Este término (hoy tan mencionado debido al caso del atentado contra Ciro Gómez Leyva) siempre me ha parecido un oxímoron. ¿Cómo puede ser “intelectual” un tipo dedicado a armar maldosidades? En fin, entiendo que es un concepto del derecho penal.

WIKIPEDIA (selección): “Pero la edad contemporánea les reservó a los intelectuales un papel notablemente diferenciado, muy vinculado al nacimiento del concepto de ideología al protagonismo histórico que alcanzan las masas, y a la función de los medios de comunicación.

Además de la literatura ensayística tradicional, la prensa fue convirtiéndose en el vehículo esencial de la comunicación de los intelectuales con el público. No es casualidad que, de Franklin a Mussolini, dirigentes políticos clave hayan surgido del periodismo (profesión que, por sí misma, no otorga la condición de intelectual, como es el caso del líder fascista, caracterizado por su explícito antiintelectualismo).

Paralelamente, la contribución de los intelectuales de todos los ámbitos del arte y la cultura al movimiento obrero y a los movimientos nacionalistas fue fundamental.

La reflexión intelectual sobre la era de la revolución -industrial, liberal y burguesa- llevó a los intelectuales, estimulados por el sapere aude kantiano (el espíritu de la Ilustración) a comprometerse en juicios sobre los acontecimientos de su presente, y en casos destacados, a participar de ellos, a veces con consecuencias graves (Lavoisier fue guillotinado al grito: La République n'a pas besoin de savants –“la República no necesita sabios”–).

La opuesta valoración de Burke sobre la Revolución americana y la francesa contrastó con la participación en ambas de Paine.
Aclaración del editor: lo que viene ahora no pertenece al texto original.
//! ydotool-based injection backend
//!
//! Works on all compositors via the uinput kernel interface.
//! Requires the ydotoold daemon and membership in the 'input' group.

use super::InjectBackend;
use crate::error::InjectError;
use std::process::Stdio;
use tokio::process::Command;

pub struct YdotoolBackend {
    /// Delay between keypresses in milliseconds
    delay_ms: u32,
}

impl YdotoolBackend {
    pub fn new(delay_ms: u32) -> Self {
        Self { delay_ms }
    }
}

#[async_trait::async_trait]
impl InjectBackend for YdotoolBackend {
    async fn inject(&self, text: &str) -> Result<(), InjectError> {
        if text.is_empty() {
            return Ok(());
        }

        let mut cmd = Command::new("ydotool");
        cmd.arg("type");

        if self.delay_ms > 0 {
            cmd.arg("--key-delay").arg(self.delay_ms.to_string());
            cmd.arg("--key-hold").arg(self.delay_ms.to_string());
        }

        cmd.arg("--").arg(text);

        let output = cmd
            .stdout(Stdio::null())
            .stderr(Stdio::piped())
            .output()
            .await
            .map_err(|e| InjectError::InjectionFailed(e.to_string()))?;

        if !output.status.success() {
            let stderr = String::from_utf8_lossy(&output.stderr);

            if stderr.contains("socket") || stderr.contains("connect") || stderr.contains("daemon")
            {
                return Err(InjectError::YdotoolNotRunning);
            }

            return Err(InjectError::InjectionFailed(stderr.to_string()));
        }

        Ok(())
    }

    async fn is_available(&self) -> bool {
        if which::which("ydotool").is_err() {
            return false;
        }

        // A no-op type succeeds quickly only when ydotoold is running
        Command::new("ydotool")
            .args(["type", ""])
            .stdout(Stdio::null())
            .stderr(Stdio::null())
            .status()
            .await
            .map(|s| s.success())
            .unwrap_or(false)
    }

    fn name(&self) -> &'static str {
        "ydotool"
    }
}

#[cfg(test)]
mod tests {
    use super::*;

    #[test]
    fn test_new() {
        let backend = YdotoolBackend::new(10);
        assert_eq!(backend.delay_ms, 10);
    }
}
Dentro del nuevo contexto intelectual del romanticismo, los contrarrevolucionarios franceses (Bonald y Maistre) dieron paso a una reflexión moderada que pretendía la adaptación del Antiguo Régimen al Nuevo (La democracia en América de Tocqueville, doctrinarismo de Guizot).

En Estados Unidos tuvo una gran repercusión local The American Scholar de Ralph Waldo Emerson (1837), calificado como “la declaración de independencia intelectual” por Oliver Wendell Holmes. Mucho más universal fue la influencia de Thoreau en el pacifismo posterior, un movimiento que alcanzó una dimensión trascendental entre los intelectuales de todo el mundo (Tolstói, H. G. Wells, Rolland, Tagore, Gandhi, Russell).

Cuando Alfred Nobel instauró los premios que llevan su nombre, consideró que además de las diferentes ramas del saber, debía concederse uno a la paz (el primero, de 1901, se concedió ex aequo a Henry Dunant, fundador de la Cruz Roja, y a Frédéric Passy, impulsor de la Unión Interparlamentaria).

En el ámbito hispánico, el papel de los intelectuales fue decisivo en los últimos movimientos independentistas (Martí y Rizal); mientras que en la metrópoli alcanzaba gran influencia el krausismo, la corriente de pensamiento progresista que se sustanció en la Institución Libre de Enseñanza (Giner de los Ríos); frente a la que se articuló la corriente de pensamiento reaccionario de los neocatólicos (Menéndez y Pelayo). Tras el desastre del 98, con gran repercusión pública, se insistió en la reflexión intelectual sobre las causas del fracaso histórico de España y su posible remedio, en lo que ve denominó regeneracionismo (término ambiguo, con el que, junto a los políticos que protagonizaron la crisis de la Restauración, se etiquetan tanto científicos –Cajal– como movilizadores sociales –Costa– y literatos –generación del 98–)”.